What the task asks: Your task is to copy each line of the listing that contains the word "HashMap".

(Given data begins)

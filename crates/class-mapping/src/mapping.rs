//! Class mapping tables

use crate::{MappingError, Task};
use std::collections::{BTreeMap, HashMap, HashSet};
use std::path::Path;
use tracing::{debug, info};

/// Disease label that denotes a healthy leaf
pub const DEFAULT_HEALTHY_LABEL: &str = "normal";

/// Immutable index-to-label table for one classification task.
///
/// Indices form the dense range `0..len()`; any other index is rejected
/// by [`ClassMapping::label_for`].
#[derive(Debug, Clone, PartialEq, Eq)]
pub struct ClassMapping {
    task: Task,
    labels: Vec<String>,
}

impl ClassMapping {
    /// Build a mapping from labels ordered by class index
    pub fn new(task: Task, labels: Vec<String>) -> Result<Self, MappingError> {
        if !task.is_classification() {
            return Err(MappingError::NotClassification { task });
        }
        if labels.is_empty() {
            return Err(MappingError::Empty { task });
        }

        let mut seen = HashSet::with_capacity(labels.len());
        for (index, label) in labels.iter().enumerate() {
            if label.trim().is_empty() {
                return Err(MappingError::EmptyLabel { task, index });
            }
            if !seen.insert(label.as_str()) {
                return Err(MappingError::DuplicateLabel {
                    task,
                    label: label.clone(),
                });
            }
        }

        Ok(Self { task, labels })
    }

    /// Parse the `{"0": "label", "1": "label"}` JSON shape
    pub fn from_json_str(task: Task, json: &str) -> Result<Self, MappingError> {
        let raw: HashMap<String, String> =
            serde_json::from_str(json).map_err(|source| MappingError::Parse { task, source })?;

        let mut by_index = BTreeMap::new();
        for (key, label) in raw {
            let index = parse_index(&key).ok_or_else(|| MappingError::InvalidKey {
                task,
                key: key.clone(),
            })?;
            by_index.insert(index, label);
        }

        let len = by_index.len();
        let mut labels = Vec::with_capacity(len);
        for (expected, (index, label)) in by_index.into_iter().enumerate() {
            if index != expected {
                return Err(MappingError::NotDense {
                    task,
                    missing: expected,
                    len,
                });
            }
            labels.push(label);
        }

        Self::new(task, labels)
    }

    /// Load a mapping from a JSON file
    pub fn load(task: Task, path: impl AsRef<Path>) -> Result<Self, MappingError> {
        let path = path.as_ref();
        debug!("Loading {} mapping from {}", task, path.display());

        let json = std::fs::read_to_string(path).map_err(|source| MappingError::Io {
            task,
            path: path.to_path_buf(),
            source,
        })?;
        let mapping = Self::from_json_str(task, &json)?;

        info!("Loaded {} mapping with {} classes", task, mapping.len());
        Ok(mapping)
    }

    /// Look up the label for a predicted class index
    pub fn label_for(&self, index: usize) -> Result<&str, MappingError> {
        self.labels
            .get(index)
            .map(String::as_str)
            .ok_or(MappingError::UnknownIndex {
                task: self.task,
                index,
                len: self.labels.len(),
            })
    }

    /// Number of classes
    pub fn len(&self) -> usize {
        self.labels.len()
    }

    /// Always false for a constructed mapping
    pub fn is_empty(&self) -> bool {
        self.labels.is_empty()
    }

    /// Labels ordered by class index
    pub fn labels(&self) -> &[String] {
        &self.labels
    }
}

/// Keys must be canonical decimal integers ("7", not "07" or "+7")
fn parse_index(key: &str) -> Option<usize> {
    let index: usize = key.parse().ok()?;
    (index.to_string() == key).then_some(index)
}

/// The disease and variety mappings plus the healthy sentinel label
#[derive(Debug, Clone)]
pub struct ClassMappings {
    disease: ClassMapping,
    variety: ClassMapping,
    healthy_label: String,
}

impl ClassMappings {
    /// Combine the two mappings; the healthy label must be a disease class
    pub fn new(
        disease: ClassMapping,
        variety: ClassMapping,
        healthy_label: impl Into<String>,
    ) -> Result<Self, MappingError> {
        let healthy_label = healthy_label.into();
        if !disease.labels().iter().any(|l| *l == healthy_label) {
            return Err(MappingError::MissingHealthyLabel {
                label: healthy_label,
            });
        }

        Ok(Self {
            disease,
            variety,
            healthy_label,
        })
    }

    /// Load both mappings from JSON files
    pub fn load(
        disease_path: impl AsRef<Path>,
        variety_path: impl AsRef<Path>,
        healthy_label: impl Into<String>,
    ) -> Result<Self, MappingError> {
        let disease = ClassMapping::load(Task::Disease, disease_path)?;
        let variety = ClassMapping::load(Task::Variety, variety_path)?;
        Self::new(disease, variety, healthy_label)
    }

    /// Mapping for a classification task
    pub fn get(&self, task: Task) -> Result<&ClassMapping, MappingError> {
        match task {
            Task::Disease => Ok(&self.disease),
            Task::Variety => Ok(&self.variety),
            Task::Age => Err(MappingError::NotClassification { task }),
        }
    }

    /// Look up a label for a task's predicted index
    pub fn label_for(&self, task: Task, index: usize) -> Result<&str, MappingError> {
        self.get(task)?.label_for(index)
    }

    /// Whether a disease label denotes a healthy leaf
    pub fn is_healthy(&self, disease_label: &str) -> bool {
        disease_label == self.healthy_label
    }

    /// The configured healthy sentinel
    pub fn healthy_label(&self) -> &str {
        &self.healthy_label
    }

    pub fn disease(&self) -> &ClassMapping {
        &self.disease
    }

    pub fn variety(&self) -> &ClassMapping {
        &self.variety
    }
}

(Given data ends)

Written answer:
use std::collections::{BTreeMap, HashMap, HashSet};
        let raw: HashMap<String, String> =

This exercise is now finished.